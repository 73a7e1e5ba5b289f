use roomsink::engine::{Player, PlayerConfig, PlayerError, PlayerEvent, PlayerState};
use roomsink::hal::format_converter::decode;
use roomsink::hal::mock::{ConstantSource, MockPcm, PcmCall, SineSource, StarvedSource};
use roomsink::hal::pcm::AccessMode;
use roomsink::hal::{from_fn, AudioFormat, AudioOutputFormat, SampleFormat};
use std::sync::Arc;
use std::thread;
use std::time::{Duration, Instant};

fn setup() -> (Arc<MockPcm>, Player) {
    let pcm = Arc::new(MockPcm::new());
    let player = Player::new(pcm.clone(), "hw:0,0", PlayerConfig::default());
    (pcm, player)
}

fn stereo() -> AudioFormat {
    AudioFormat::new(48000, 2)
}

fn wait_until(timeout: Duration, mut condition: impl FnMut() -> bool) -> bool {
    let deadline = Instant::now() + timeout;
    while Instant::now() < deadline {
        if condition() {
            return true;
        }
        thread::sleep(Duration::from_millis(2));
    }
    condition()
}

fn wait_for_writes(pcm: &MockPcm, more_than: usize) {
    assert!(
        wait_until(Duration::from_secs(5), || pcm.write_count() > more_than),
        "no writes past {}",
        more_than
    );
}

#[test]
fn test_new_player_is_uninitialized() {
    let (_, player) = setup();
    assert_eq!(player.state(), PlayerState::Uninitialized);
    assert!(matches!(player.play(), Err(PlayerError::NotInitialized)));
    assert!(player.pause().is_err());
    assert_eq!(player.playback_thread_id(), None);
}

#[test]
fn test_initialize_negotiates_defaults() {
    let (pcm, player) = setup();
    player.initialize(stereo(), None).unwrap();

    assert_eq!(player.state(), PlayerState::Stopped);
    assert_eq!(pcm.opened(), vec!["hw:0,0"]);

    let params = pcm.last_params().unwrap();
    assert_eq!(params.format, SampleFormat::S32LE);
    assert_eq!(params.rate_hz, 48000);
    assert_eq!(params.channels, 2);
    assert_eq!(params.latency_us, 50_000);
    assert_eq!(params.access, AccessMode::RwInterleaved);
    assert!(params.allow_resample);

    // 2400 frames at 48 kHz plus the startup fill
    assert_eq!(player.output_latency(), Duration::from_millis(200));
    assert_eq!(player.format(), Some(stereo()));
}

#[test]
fn test_output_latency_uses_granted_buffer() {
    let (pcm, player) = setup();
    pcm.set_buffer_frames(4800);
    player.initialize(stereo(), None).unwrap();
    assert_eq!(player.output_latency(), Duration::from_millis(250));
}

#[test]
fn test_output_latency_uses_granted_rate() {
    let (pcm, player) = setup();
    pcm.grant_rate(Some(44100));
    pcm.set_buffer_frames(4410);
    player.initialize(stereo(), None).unwrap();
    assert_eq!(player.output_latency(), Duration::from_millis(250));
    assert_eq!(player.output_spec().unwrap().sample_rate, 48000);
}

#[test]
fn test_output_latency_falls_back_to_target() {
    let (pcm, player) = setup();
    pcm.fail_buffer_params(Some(roomsink::hal::PcmError::from_code(-22)));
    player.initialize(stereo(), None).unwrap();
    assert_eq!(player.state(), PlayerState::Stopped);
    assert_eq!(player.output_latency(), Duration::from_millis(200));
}

#[test]
fn test_output_override_replaces_rate_and_depth() {
    let (pcm, player) = setup();
    let output = AudioOutputFormat {
        sample_rate: 192_000,
        bit_depth: 24,
        channels: 8,
    };
    player.initialize(stereo(), Some(output)).unwrap();

    let params = pcm.last_params().unwrap();
    assert_eq!(params.rate_hz, 192_000);
    assert_eq!(params.format, SampleFormat::S24LE);
    // Channel count always follows the source
    assert_eq!(params.channels, 2);
    assert_eq!(player.output_spec().unwrap().encoding, SampleFormat::S24LE);
}

#[test]
fn test_unsupported_bit_depth_fails_initialize() {
    let (pcm, player) = setup();
    let events = player.subscribe();
    let output = AudioOutputFormat {
        sample_rate: 48000,
        bit_depth: 12,
        channels: 2,
    };

    let err = player.initialize(stereo(), Some(output)).unwrap_err();
    assert!(matches!(err, PlayerError::InvalidConfig(_)));
    assert_eq!(player.state(), PlayerState::Error);
    assert_eq!(pcm.open_count(), 0);

    let received: Vec<PlayerEvent> = events.try_iter().collect();
    assert_eq!(received[0], PlayerEvent::StateChanged(PlayerState::Error));
    assert!(matches!(received[1], PlayerEvent::ErrorOccurred { .. }));
}

#[test]
fn test_open_failure_surfaces_error() {
    let pcm = Arc::new(MockPcm::new());
    pcm.add_unknown_device("hw:7,0");
    let player = Player::new(pcm.clone(), "hw:7,0", PlayerConfig::default());
    let events = player.subscribe();

    let err = player.initialize(stereo(), None).unwrap_err();
    assert!(matches!(err, PlayerError::Pcm { op: "open", .. }));
    assert!(err.pcm_code().unwrap() < 0);
    assert_eq!(player.state(), PlayerState::Error);

    let errors: Vec<PlayerEvent> = events
        .try_iter()
        .filter(|e| matches!(e, PlayerEvent::ErrorOccurred { .. }))
        .collect();
    assert_eq!(errors.len(), 1);
    if let PlayerEvent::ErrorOccurred { message, cause } = &errors[0] {
        assert!(message.contains("hw:7,0"));
        assert!(cause.is_some());
    }
}

#[test]
fn test_failed_negotiation_closes_handle() {
    let (pcm, player) = setup();
    pcm.fail_set_params(Some(roomsink::hal::PcmError::from_code(-22)));

    assert!(player.initialize(stereo(), None).is_err());
    assert_eq!(pcm.open_count(), 1);
    assert_eq!(pcm.open_handles(), 0);
    assert_eq!(player.state(), PlayerState::Error);

    pcm.fail_set_params(None);
    player.initialize(stereo(), None).unwrap();
    assert_eq!(player.state(), PlayerState::Stopped);
}

#[test]
fn test_play_pause_play_keeps_thread() {
    let (pcm, player) = setup();
    player.initialize(stereo(), None).unwrap();
    player.attach_source(Box::new(SineSource::new(440.0, 48000, 2)));

    player.play().unwrap();
    assert_eq!(player.state(), PlayerState::Playing);
    let thread_id = player.playback_thread_id().expect("playback thread");
    assert_ne!(thread_id, thread::current().id());
    wait_for_writes(&pcm, 0);

    player.pause().unwrap();
    assert_eq!(player.state(), PlayerState::Paused);
    assert_eq!(player.playback_thread_id(), Some(thread_id));

    player.play().unwrap();
    assert_eq!(player.state(), PlayerState::Playing);
    assert_eq!(player.playback_thread_id(), Some(thread_id));

    let count = pcm.write_count();
    wait_for_writes(&pcm, count);
    assert_eq!(pcm.write_threads(), vec![thread_id]);

    player.stop().unwrap();
}

#[test]
fn test_pause_stops_writing() {
    let (pcm, player) = setup();
    player.initialize(stereo(), None).unwrap();
    player.attach_source(Box::new(ConstantSource::new(0.1)));
    player.play().unwrap();
    wait_for_writes(&pcm, 2);

    player.pause().unwrap();
    // Let an in-flight write finish
    thread::sleep(Duration::from_millis(30));
    let paused_at = pcm.write_count();
    thread::sleep(Duration::from_millis(60));
    assert_eq!(pcm.write_count(), paused_at);

    player.play().unwrap();
    wait_for_writes(&pcm, paused_at);
    player.stop().unwrap();
}

#[test]
fn test_play_is_idempotent() {
    let (pcm, player) = setup();
    player.initialize(stereo(), None).unwrap();
    player.play().unwrap();
    let thread_id = player.playback_thread_id();

    player.play().unwrap();
    assert_eq!(player.playback_thread_id(), thread_id);

    let prepares = pcm.calls().iter().filter(|c| **c == PcmCall::Prepare).count();
    assert_eq!(prepares, 1);
    player.stop().unwrap();
}

#[test]
fn test_stop_is_idempotent() {
    let (pcm, player) = setup();
    player.stop().unwrap();
    player.stop().unwrap();
    assert_eq!(player.state(), PlayerState::Uninitialized);

    player.initialize(stereo(), None).unwrap();
    player.stop().unwrap();
    assert_eq!(player.state(), PlayerState::Stopped);

    player.play().unwrap();
    player.stop().unwrap();
    player.stop().unwrap();
    assert_eq!(player.state(), PlayerState::Stopped);
    assert_eq!(player.playback_thread_id(), None);
    assert!(pcm.calls().contains(&PcmCall::Drop));
    // The device stays open for the next play
    assert_eq!(pcm.open_handles(), 1);
}

#[test]
fn test_stop_unblocks_stuck_write() {
    let (pcm, player) = setup();
    player.initialize(stereo(), None).unwrap();
    player.attach_source(Box::new(ConstantSource::new(0.2)));
    pcm.block_writes(true);
    player.play().unwrap();
    assert!(wait_until(Duration::from_secs(5), || pcm.write_attempts() > 0));

    let start = Instant::now();
    player.stop().unwrap();
    assert!(start.elapsed() < Duration::from_secs(2));
    assert_eq!(player.state(), PlayerState::Stopped);

    // Drop is issued while the write is still blocked
    let calls = pcm.calls();
    let drop_at = calls.iter().position(|c| *c == PcmCall::Drop).unwrap();
    let write_at = calls.iter().position(|c| matches!(c, PcmCall::Write { .. })).unwrap();
    assert!(write_at < drop_at);
}

#[test]
fn test_stop_gives_up_on_a_stuck_thread() {
    let pcm = Arc::new(MockPcm::new());
    let config = PlayerConfig {
        stop_join_timeout_ms: 50,
        ..Default::default()
    };
    let player = Player::new(pcm.clone(), "hw:0,0", config);
    player.initialize(stereo(), None).unwrap();

    let (entered_tx, entered_rx) = crossbeam_channel::bounded(1);
    let mut first = true;
    player.attach_source(Box::new(from_fn(move |buffer: &mut [f32]| {
        if first {
            first = false;
            let _ = entered_tx.try_send(());
            thread::sleep(Duration::from_millis(500));
        }
        buffer.fill(0.1);
        buffer.len()
    })));

    player.play().unwrap();
    entered_rx.recv_timeout(Duration::from_secs(5)).unwrap();

    let start = Instant::now();
    player.stop().unwrap();
    assert!(start.elapsed() < Duration::from_millis(400));
    assert_eq!(player.state(), PlayerState::Stopped);
    assert_eq!(player.playback_thread_id(), None);

    // The detached thread exits on its own; the player stays usable
    player.initialize(stereo(), None).unwrap();
    player.play().unwrap();
    let count = pcm.write_count();
    wait_for_writes(&pcm, count);
    player.stop().unwrap();
}

#[test]
fn test_restart_after_stop_uses_new_thread() {
    let (pcm, player) = setup();
    player.initialize(stereo(), None).unwrap();
    player.attach_source(Box::new(ConstantSource::new(0.1)));

    player.play().unwrap();
    let first = player.playback_thread_id().unwrap();
    wait_for_writes(&pcm, 0);
    player.stop().unwrap();

    player.play().unwrap();
    let second = player.playback_thread_id().unwrap();
    assert_ne!(first, second);
    let count = pcm.write_count();
    wait_for_writes(&pcm, count);
    player.stop().unwrap();

    let prepares = pcm.calls().iter().filter(|c| **c == PcmCall::Prepare).count();
    assert_eq!(prepares, 2);
}

#[test]
fn test_state_events_in_order() {
    let (_, player) = setup();
    let events = player.subscribe();

    player.initialize(stereo(), None).unwrap();
    player.play().unwrap();
    player.pause().unwrap();
    player.play().unwrap();
    player.stop().unwrap();

    let states: Vec<PlayerState> = events
        .try_iter()
        .filter_map(|e| match e {
            PlayerEvent::StateChanged(state) => Some(state),
            _ => None,
        })
        .collect();
    assert_eq!(
        states,
        vec![
            PlayerState::Stopped,
            PlayerState::Playing,
            PlayerState::Paused,
            PlayerState::Playing,
            PlayerState::Stopped,
        ]
    );
}

#[test]
fn test_volume_and_mute_scale_output() {
    let (pcm, player) = setup();
    let output = AudioOutputFormat {
        sample_rate: 48000,
        bit_depth: 16,
        channels: 2,
    };
    player.initialize(stereo(), Some(output)).unwrap();
    player.attach_source(Box::new(ConstantSource::new(1.0)));

    player.set_volume(0.5);
    player.play().unwrap();
    wait_for_writes(&pcm, 1);
    let samples = decode(&pcm.last_write(), SampleFormat::S16LE);
    assert!(!samples.is_empty());
    assert!(samples.iter().all(|s| (s - 0.5).abs() < 1e-4));

    player.set_muted(true);
    let count = pcm.write_count();
    wait_for_writes(&pcm, count + 2);
    assert!(decode(&pcm.last_write(), SampleFormat::S16LE).iter().all(|s| *s == 0.0));

    player.set_muted(false);
    let count = pcm.write_count();
    wait_for_writes(&pcm, count + 2);
    let samples = decode(&pcm.last_write(), SampleFormat::S16LE);
    assert!(samples.iter().all(|s| (s - 0.5).abs() < 1e-4), "unmute restores 0.5");

    player.stop().unwrap();
}

#[test]
fn test_volume_is_clamped() {
    let (_, player) = setup();
    assert_eq!(player.volume(), 1.0);

    player.set_volume(3.0);
    assert_eq!(player.volume(), 1.0);
    player.set_volume(-1.0);
    assert_eq!(player.volume(), 0.0);
    player.set_volume(0.5);
    player.set_volume(f32::NAN);
    assert_eq!(player.volume(), 0.5);

    player.set_muted(true);
    assert!(player.is_muted());
    player.set_muted(false);
    assert_eq!(player.volume(), 0.5);
}

#[test]
fn test_starved_source_is_not_an_error() {
    let (pcm, player) = setup();
    let events = player.subscribe();
    player.initialize(stereo(), None).unwrap();
    player.attach_source(Box::new(StarvedSource));
    player.play().unwrap();

    thread::sleep(Duration::from_millis(50));
    assert_eq!(pcm.write_attempts(), 0);
    assert_eq!(player.state(), PlayerState::Playing);

    player.attach_source(Box::new(ConstantSource::new(0.1)));
    wait_for_writes(&pcm, 0);
    player.stop().unwrap();

    assert!(!events.try_iter().any(|e| matches!(e, PlayerEvent::ErrorOccurred { .. })));
}

#[test]
fn test_partial_writes_complete_the_quantum() {
    let (pcm, player) = setup();
    pcm.limit_frames_per_write(Some(300));
    player.initialize(stereo(), None).unwrap();
    player.attach_source(Box::new(ConstantSource::new(0.1)));
    player.play().unwrap();
    wait_for_writes(&pcm, 4);
    player.stop().unwrap();

    let frames: Vec<usize> = pcm
        .calls()
        .iter()
        .filter_map(|c| match c {
            PcmCall::Write { frames } => Some(*frames),
            _ => None,
        })
        .take(4)
        .collect();
    assert_eq!(frames, vec![1024, 724, 424, 124]);
}

#[test]
fn test_reinitialize_while_playing() {
    let (pcm, player) = setup();
    player.initialize(stereo(), None).unwrap();
    player.play().unwrap();

    player.initialize(AudioFormat::new(44100, 2), None).unwrap();
    assert_eq!(player.state(), PlayerState::Stopped);
    assert_eq!(player.playback_thread_id(), None);
    assert_eq!(pcm.open_count(), 2);
    assert_eq!(pcm.open_handles(), 1);
    assert_eq!(pcm.last_params().unwrap().rate_hz, 44100);
}

#[test]
fn test_dispose_releases_device() {
    let (pcm, player) = setup();
    player.initialize(stereo(), None).unwrap();
    player.play().unwrap();

    player.dispose();
    player.dispose();
    assert!(player.is_disposed());
    assert_eq!(pcm.open_handles(), 0);
    assert!(matches!(player.play(), Err(PlayerError::Disposed)));
    assert!(matches!(player.initialize(stereo(), None), Err(PlayerError::Disposed)));
}

#[test]
fn test_drop_closes_device() {
    let (pcm, player) = setup();
    player.initialize(stereo(), None).unwrap();
    player.play().unwrap();
    drop(player);
    assert_eq!(pcm.open_handles(), 0);
}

▬▬▬▬▬▬▬▬▬▬

What you are asked to do:
Output each line of the listing above that has "matches".

Exercise output:
    assert!(matches!(player.play(), Err(PlayerError::NotInitialized)));
    assert!(matches!(err, PlayerError::InvalidConfig(_)));
    assert!(matches!(received[1], PlayerEvent::ErrorOccurred { .. }));
    assert!(matches!(err, PlayerError::Pcm { op: "open", .. }));
        .filter(|e| matches!(e, PlayerEvent::ErrorOccurred { .. }))
    let write_at = calls.iter().position(|c| matches!(c, PcmCall::Write { .. })).unwrap();
    assert!(!events.try_iter().any(|e| matches!(e, PlayerEvent::ErrorOccurred { .. })));
    assert!(matches!(player.play(), Err(PlayerError::Disposed)));
    assert!(matches!(player.initialize(stereo(), None), Err(PlayerError::Disposed)));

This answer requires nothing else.